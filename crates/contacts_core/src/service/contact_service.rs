//! Contact use-case service.
//!
//! # Responsibility
//! - Provide the add/view/find/edit/delete entry points used by shells.
//! - Normalize user input before it reaches the repository.
//!
//! # Invariants
//! - New contacts are trimmed and must have every field non-empty.
//! - Edit keeps the current value for any blank or absent patch field.
//! - Service APIs never bypass repository persistence contracts.

use crate::model::contact::{Contact, ContactValidationError};
use crate::repo::contact_repo::ContactRepository;
use crate::storage::StoreError;
use std::error::Error;
use std::fmt::{Display, Formatter};

pub type ServiceResult<T> = Result<T, ServiceError>;

#[derive(Debug)]
pub enum ServiceError {
    Validation(ContactValidationError),
    Store(StoreError),
    NotFound(String),
}

impl Display for ServiceError {
    fn fmt(&self, f: &mut Formatter<'_>) -> std::fmt::Result {
        match self {
            Self::Validation(err) => write!(f, "{err}"),
            Self::Store(err) => write!(f, "{err}"),
            Self::NotFound(name) => write!(f, "contact not found: {name}"),
        }
    }
}

impl Error for ServiceError {
    fn source(&self) -> Option<&(dyn Error + 'static)> {
        match self {
            Self::Validation(err) => Some(err),
            Self::Store(err) => Some(err),
            Self::NotFound(_) => None,
        }
    }
}

impl From<ContactValidationError> for ServiceError {
    fn from(value: ContactValidationError) -> Self {
        Self::Validation(value)
    }
}

impl From<StoreError> for ServiceError {
    fn from(value: StoreError) -> Self {
        Self::Store(value)
    }
}

/// Replacement values for an edit; `None` or blank keeps the current value.
#[derive(Debug, Clone, Default, PartialEq, Eq)]
pub struct ContactPatch {
    pub name: Option<String>,
    pub phone: Option<String>,
    pub email: Option<String>,
}

impl ContactPatch {
    fn resolve(&self, current: &Contact) -> Contact {
        Contact {
            name: pick(self.name.as_deref(), &current.name),
            phone: pick(self.phone.as_deref(), &current.phone),
            email: pick(self.email.as_deref(), &current.email),
        }
    }
}

/// Use-case service wrapper for contact operations.
pub struct ContactService<R: ContactRepository> {
    repo: R,
}

impl<R: ContactRepository> ContactService<R> {
    /// Creates a service using the provided repository implementation.
    pub fn new(repo: R) -> Self {
        Self { repo }
    }

    /// Returns the underlying repository.
    pub fn repository(&self) -> &R {
        &self.repo
    }

    /// Adds a contact from raw field input.
    ///
    /// # Contract
    /// - Fields are trimmed; any empty field is rejected before I/O.
    /// - Appends at the end of the list; duplicate names are accepted.
    /// - Returns the stored contact.
    pub fn add_contact(&mut self, name: &str, phone: &str, email: &str) -> ServiceResult<Contact> {
        let contact = Contact::new(name.trim(), phone.trim(), email.trim());
        contact.validate()?;
        self.repo.add(contact.clone())?;
        Ok(contact)
    }

    /// Lists every contact in insertion order.
    pub fn list_contacts(&self) -> &[Contact] {
        self.repo.list_all()
    }

    /// Finds the first contact whose name matches, ignoring case.
    pub fn find_contact(&self, name: &str) -> Option<&Contact> {
        self.repo.find_by_name(name.trim())
    }

    /// Edits the first contact named `target`.
    ///
    /// # Contract
    /// - Blank/absent patch fields keep their current value.
    /// - Returns `NotFound` without touching the backing file when no
    ///   contact matches.
    /// - Returns the contact as stored after the edit.
    pub fn edit_contact(&mut self, target: &str, patch: &ContactPatch) -> ServiceResult<Contact> {
        let target = target.trim();
        let updated = match self.repo.find_by_name(target) {
            Some(current) => patch.resolve(current),
            None => return Err(ServiceError::NotFound(target.to_string())),
        };

        let edited = self.repo.edit(
            target,
            updated.name.clone(),
            updated.phone.clone(),
            updated.email.clone(),
        )?;
        if !edited {
            return Err(ServiceError::NotFound(target.to_string()));
        }
        Ok(updated)
    }

    /// Deletes the first contact named `name`.
    pub fn delete_contact(&mut self, name: &str) -> ServiceResult<()> {
        let name = name.trim();
        if self.repo.delete(name)? {
            Ok(())
        } else {
            Err(ServiceError::NotFound(name.to_string()))
        }
    }
}

fn pick(candidate: Option<&str>, current: &str) -> String {
    match candidate.map(str::trim) {
        Some(value) if !value.is_empty() => value.to_string(),
        _ => current.to_string(),
    }
}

AIM OF THE EXERCISE ▸ Output each line of the records above exactly, beginning at the first, and stop once the line containing "use crate::storage::StoreError;" has been output.

ANSWER TO THIS EXERCISE ▸
filename crates/contacts_core/src/service/contact_service.rs
//! Contact use-case service.
//!
//! # Responsibility
//! - Provide the add/view/find/edit/delete entry points used by shells.
//! - Normalize user input before it reaches the repository.
//!
//! # Invariants
//! - New contacts are trimmed and must have every field non-empty.
//! - Edit keeps the current value for any blank or absent patch field.
//! - Service APIs never bypass repository persistence contracts.

use crate::model::contact::{Contact, ContactValidationError};
use crate::repo::contact_repo::ContactRepository;
use crate::storage::StoreError;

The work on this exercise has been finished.